A Grace le hubiera gustado haber aceptado desde un inicio, vivir en la mansión Styles con su hermana.
Pero se había arrepentido demasiado tarde.
Su rutina era caótica. La joven apenas y podía mantener el equilibrio de la falta de sueño cuando cocinaba. Se sabía que cuando los exámenes finales del semestre se acercaban, no era más que un martirio que la hacían jalarse el cabello por lo estresada que estaba.
Se levantaba apenas amanecía para terminar sus proyectos y estudiar, después, se bañaba rápidamente para poder preparar el almuerzo de su hermana y su maleta del día. Una vez ella lista para el trabajo, tocaba despertar a Daisy, bañarla y arreglarla para la escuela, ambas salían del departamento rápidamente para evitar toparse a la señora de la casa y que cobrara la renta, por más buena que fuera, ella también quería su dinero.
En su trabajo, limpiaba, cocinaba y lavaba ciertas cosas, en sus ratos libres sacaba su viejo celular para estudiar algunos exámenes. Había solicitado un permiso con Harry en las tardes, pues a esa hora tenía que irse a la universidad y al final del día, ir por su hermana.
Ese día, su cabeza daba vueltas.
No recordaba cuando fue la última vez que comió y que había dormido sus 8 horas completas. No podía concentrarse tan bien en hacer aquellos aperitivos que Harry le había pedido para la reunión que estaba teniendo en su oficina.
"Niña..." Louise dijo con cariño. "¿Estás bien corazón?" La miró con el ceño fruncido. "Esa escuela te tiene loca, deberías descansar mi cielo."
Grace solo podía hacer muecas y negar. "Ahora es cuándo menos debo pensar eso, estoy por graduarme." Las palabras quemaban en su boca al saber que sentía tan cerca por lo que más quería, graduarse.
"Lo entiendo pero..." Louise dejó de preparar la cafetera y la miró. "Mira esas ojeras." Le dijo preocupada. "Estás pálida."
"Estoy bien." Aseguró Grace, sonriéndole levemente.

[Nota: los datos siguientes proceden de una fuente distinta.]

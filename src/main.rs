use backtrace::Backtrace;
use clap::{value_parser, ArgMatches};
use std::io::IsTerminal;
use std::path::PathBuf;
use tracing::Level;
use tracing_subscriber::FmtSubscriber;

mod client;
mod config;
mod error;
mod export;
mod plot;
mod table;
mod tsdb;
mod window;

use error::Result;
use plot::{gnuplot, matplotlib};

fn main() {
    // custom panic hook to terminate whole process after unwinding
    std::panic::set_hook(Box::new(|s| {
        eprintln!("{s}");
        eprintln!("{:?}", Backtrace::new());
        std::process::exit(101);
    }));

    // parse command line options
    let matches = export::command()
        .arg(
            clap::Arg::new("CONFIG")
                .long("config")
                .short('c')
                .help("TOML file with default settings")
                .action(clap::ArgAction::Set)
                .value_parser(value_parser!(PathBuf))
                .global(true),
        )
        .arg(
            clap::Arg::new("VERBOSE")
                .long("verbose")
                .short('v')
                .help("Increase the verbosity")
                .action(clap::ArgAction::Count)
                .global(true),
        )
        .subcommand(gnuplot::command())
        .subcommand(matplotlib::command())
        .get_matches();

    if let Err(e) = run(&matches) {
        eprintln!("error: {e}");
        std::process::exit(1);
    }
}

fn run(matches: &ArgMatches) -> Result<()> {
    let args = match matches.subcommand() {
        Some((_, args)) => args,
        None => matches,
    };

    let path = args.get_one::<PathBuf>("CONFIG");
    let defaults = config::Config::load_optional(path.map(|p| p.as_path()))?;

    configure_logging(defaults.log().level(), args.get_count("VERBOSE"));

    match matches.subcommand() {
        Some(("gnuplot", args)) => gnuplot::run(gnuplot::Config::new(args, &defaults)?),
        Some(("matplotlib", args)) => matplotlib::run(matplotlib::Config::new(args, &defaults)?),
        Some((name, _)) => unreachable!("unhandled subcommand: {name}"),
        None => export::run(export::Config::new(matches, &defaults)?),
    }
}

/// Logs go to stderr; stdout is reserved for output. Each `-v` raises the
/// configured level by one step.
fn configure_logging(base: Level, verbose: u8) {
    const LEVELS: [Level; 5] = [
        Level::ERROR,
        Level::WARN,
        Level::INFO,
        Level::DEBUG,
        Level::TRACE,
    ];

    let base = LEVELS.iter().position(|l| *l == base).unwrap_or(1);
    let level = LEVELS[(base + verbose as usize).min(LEVELS.len() - 1)];

    let subscriber = FmtSubscriber::builder()
        .with_max_level(level)
        .with_writer(std::io::stderr)
        .with_ansi(std::io::stderr().is_terminal())
        .finish();

    if tracing::subscriber::set_global_default(subscriber).is_err() {
        eprintln!("failed to initialize logging");
    }
}
use crate::error::{Error, Result};
use serde::Deserialize;
use std::path::Path;
use std::time::Duration;

mod general;
mod log;

pub use general::General;
pub use log::Log;

fn prometheus() -> String {
    "http://localhost:9090".into()
}

fn duration() -> String {
    "1h".into()
}

fn enabled() -> bool {
    true
}

fn log_level() -> String {
    "warn".into()
}

fn parse_duration(field: &str, value: &str) -> Result<Duration> {
    value
        .parse::<humantime::Duration>()
        .map(Into::into)
        .map_err(|e| Error::Config(format!("{field} couldn't be parsed: {e}")))
}

/// Defaults loaded from an optional TOML file. Command line flags take
/// precedence over anything set here.
#[derive(Debug, Deserialize, Default)]
#[serde(deny_unknown_fields)]
pub struct Config {
    #[serde(default)]
    general: General,
    #[serde(default)]
    log: Log,
}

impl Config {
    pub fn load(path: &dyn AsRef<Path>) -> Result<Self> {
        let path = path.as_ref();

        let content = std::fs::read_to_string(path)
            .map_err(|e| Error::Config(format!("unable to open {}: {e}", path.display())))?;

        Self::parse(&content).map_err(|e| Error::Config(format!("{}: {e}", path.display())))
    }

    /// Loads `path` when given, otherwise uses the built-in defaults.
    pub fn load_optional(path: Option<&Path>) -> Result<Self> {
        match path {
            Some(path) => Self::load(&path),
            None => Ok(Self::default()),
        }
    }

    fn parse(content: &str) -> std::result::Result<Self, String> {
        let config: Config = toml::from_str(content).map_err(|e| e.to_string())?;

        config.general.check().map_err(|e| e.to_string())?;
        config.log.check().map_err(|e| e.to_string())?;

        Ok(config)
    }

    pub fn general(&self) -> &General {
        &self.general
    }

    pub fn log(&self) -> &Log {
        &self.log
    }
}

Louise sin embargo, solo pudo mirarla y hacer una mueca. "No, no." Volvió a quejarse. "Soy una abuelita, así que sé que algo no está bien." La regañó. "Anda, siéntate, te haré un té."
A Grace no le quedó opción más que asentir y sentarse en la silla alta del desayunador, observando a la mujer preparar el té.

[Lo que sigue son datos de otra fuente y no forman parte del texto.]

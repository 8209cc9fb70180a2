use super::*;

/// A Unix-epoch instant at millisecond precision.
#[derive(Default, Copy, Clone, Debug, PartialEq, Eq, PartialOrd, Ord, Hash)]
pub struct Timestamp(i64);

impl Timestamp {
    pub fn from_millis(millis: i64) -> Self {
        Self(millis)
    }

    #[cfg(test)]
    pub fn from_secs(secs: i64) -> Self {
        Self::from_millis(secs.saturating_mul(1000))
    }

    /// Converts the float seconds used on the wire, rounding to the nearest
    /// millisecond.
    pub fn from_secs_f64(secs: f64) -> Self {
        Self::from_millis((secs * 1000.0).round() as i64)
    }
}

/// Whole seconds render as an integer (`1700000000`), anything else as
/// seconds with up to three fractional digits (`1700000000.25`).
impl fmt::Display for Timestamp {
    fn fmt(&self, f: &mut fmt::Formatter<'_>) -> fmt::Result {
        let sign = if self.0 < 0 { "-" } else { "" };
        let secs = self.0.unsigned_abs() / 1000;
        let millis = self.0.unsigned_abs() % 1000;

        if millis == 0 {
            return write!(f, "{sign}{secs}");
        }

        let fraction = format!("{millis:03}");
        write!(f, "{sign}{secs}.{}", fraction.trim_end_matches('0'))
    }
}

/// A sample value. `Missing` is the backend's no-data marker (`NaN`).
#[derive(Copy, Clone, Debug, PartialEq)]
pub enum Value {
    Float(f64),
    Missing,
}

impl Value {
    /// Parses a value string as sent by the backend. Returns `None` when the
    /// string is neither a float nor one of the special markers.
    pub fn parse(s: &str) -> Option<Self> {
        let value = match s {
            "NaN" => return Some(Value::Missing),
            "+Inf" | "Inf" => f64::INFINITY,
            "-Inf" => f64::NEG_INFINITY,
            _ => s.parse::<f64>().ok()?,
        };

        if value.is_nan() {
            Some(Value::Missing)
        } else {
            Some(Value::Float(value))
        }
    }
}

/// Floats use the shortest representation that round-trips, always with a
/// fractional part or exponent (`2.0`, `1.5`, `1e-7`). Infinities use the
/// backend's spelling. `Missing` renders as nothing.
impl fmt::Display for Value {
    fn fmt(&self, f: &mut fmt::Formatter<'_>) -> fmt::Result {
        match self {
            Value::Float(v) if v.is_infinite() => {
                f.write_str(if *v > 0.0 { "+Inf" } else { "-Inf" })
            }
            Value::Float(v) => write!(f, "{v:?}"),
            Value::Missing => Ok(()),
        }
    }
}

#[derive(Copy, Clone, Debug, PartialEq)]
pub struct Sample {
    pub timestamp: Timestamp,
    pub value: Value,
}

impl Sample {
    pub fn new(timestamp: Timestamp, value: Value) -> Self {
        Self { timestamp, value }
    }
}

/// One labeled series. Samples are kept in the order the backend sent them.
#[derive(Default, Clone, Debug, PartialEq)]
pub struct Series {
    pub labels: Labels,
    pub samples: Vec<Sample>,
}

impl Series {
    pub fn new(labels: Labels, samples: Vec<Sample>) -> Self {
        Self { labels, samples }
    }

    /// Samples indexed by timestamp. When a timestamp repeats, the last
    /// sample wins.
    pub fn by_timestamp(&self) -> BTreeMap<Timestamp, Value> {
        self.samples
            .iter()
            .map(|sample| (sample.timestamp, sample.value))
            .collect()
    }
}

#[cfg(test)]
mod tests {
    use super::*;

    #[test]
    fn timestamp_whole_seconds() {
        assert_eq!(Timestamp::from_secs(100).to_string(), "100");
        assert_eq!(Timestamp::from_secs_f64(1435781451.0).to_string(), "1435781451");
    }

    #[test]
    fn timestamp_fractional_seconds() {
        assert_eq!(
            Timestamp::from_secs_f64(1435781451.781).to_string(),
            "1435781451.781"
        );
        assert_eq!(Timestamp::from_millis(1500).to_string(), "1.5");
        assert_eq!(Timestamp::from_millis(1050).to_string(), "1.05");
    }

    #[test]
    fn timestamp_before_epoch() {
        assert_eq!(Timestamp::from_millis(-1500).to_string(), "-1.5");
        assert_eq!(Timestamp::from_secs(-3).to_string(), "-3");
    }

    #[test]
    fn value_parse() {
        assert_eq!(Value::parse("1.5"), Some(Value::Float(1.5)));
        assert_eq!(Value::parse("2"), Some(Value::Float(2.0)));
        assert_eq!(Value::parse("1e3"), Some(Value::Float(1000.0)));
        assert_eq!(Value::parse("+Inf"), Some(Value::Float(f64::INFINITY)));
        assert_eq!(Value::parse("-Inf"), Some(Value::Float(f64::NEG_INFINITY)));
        assert_eq!(Value::parse("NaN"), Some(Value::Missing));
        assert_eq!(Value::parse("abc"), None);
        assert_eq!(Value::parse(""), None);
    }

    #[test]
    fn value_render() {
        assert_eq!(Value::Float(2.0).to_string(), "2.0");
        assert_eq!(Value::Float(1.5).to_string(), "1.5");
        assert_eq!(Value::Float(0.1 + 0.2).to_string(), "0.30000000000000004");
        assert_eq!(Value::Float(f64::INFINITY).to_string(), "+Inf");
        assert_eq!(Value::Float(f64::NEG_INFINITY).to_string(), "-Inf");
        assert_eq!(Value::Missing.to_string(), "");
    }

    #[test]
    fn by_timestamp_tolerates_disorder() {
        let series = Series::new(
            Labels::default(),
            vec![
                Sample::new(Timestamp::from_secs(200), Value::Float(2.0)),
                Sample::new(Timestamp::from_secs(100), Value::Float(1.0)),
                Sample::new(Timestamp::from_secs(200), Value::Float(3.0)),
            ],
        );

        let index = series.by_timestamp();
        let ordered: Vec<_> = index.into_iter().collect();
        assert_eq!(
            ordered,
            vec![
                (Timestamp::from_secs(100), Value::Float(1.0)),
                (Timestamp::from_secs(200), Value::Float(3.0)),
            ]
        );
    }
}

Mientras la veía, no pudo evitar acordarse del beso que había tenido con Harry, sintiendo como una pequeña sonrisa aparecía en su rostro.
"Cielo..." Louise dijo. "Ya no sé si estás enfermas, ahora luces enamorada." Rio tiernamente.
Grace se sonrojó escondiendo su sonrisa. "Estoy bien, lo prometo."
"Es broma." La señora le dijo. "En serio luces pálida, pero lo que sea que estés pensando, hace tus ojos brillar. Anda toma el té."
Sus mejillas se sonrojaron nuevamente al recordar lo lindo que se había tornado su rutina a pesar de su estrés, se había vuelto más cercana a Harry y solo solo la hacía sonreír como tonta.
Y es que Harry era todo un sueño; era atractivo, caballeroso, tenía dinero y sabía cómo tratar a pequeños. Tiempo atrás, recordaba cómo un chico con el que salía prestaba poca atención a su hermana cuando tenían que recogerla de la escuela, haciendo a la pobre Daisy siempre sentirse de lado, pero con Harry... había sido todo lo contrario.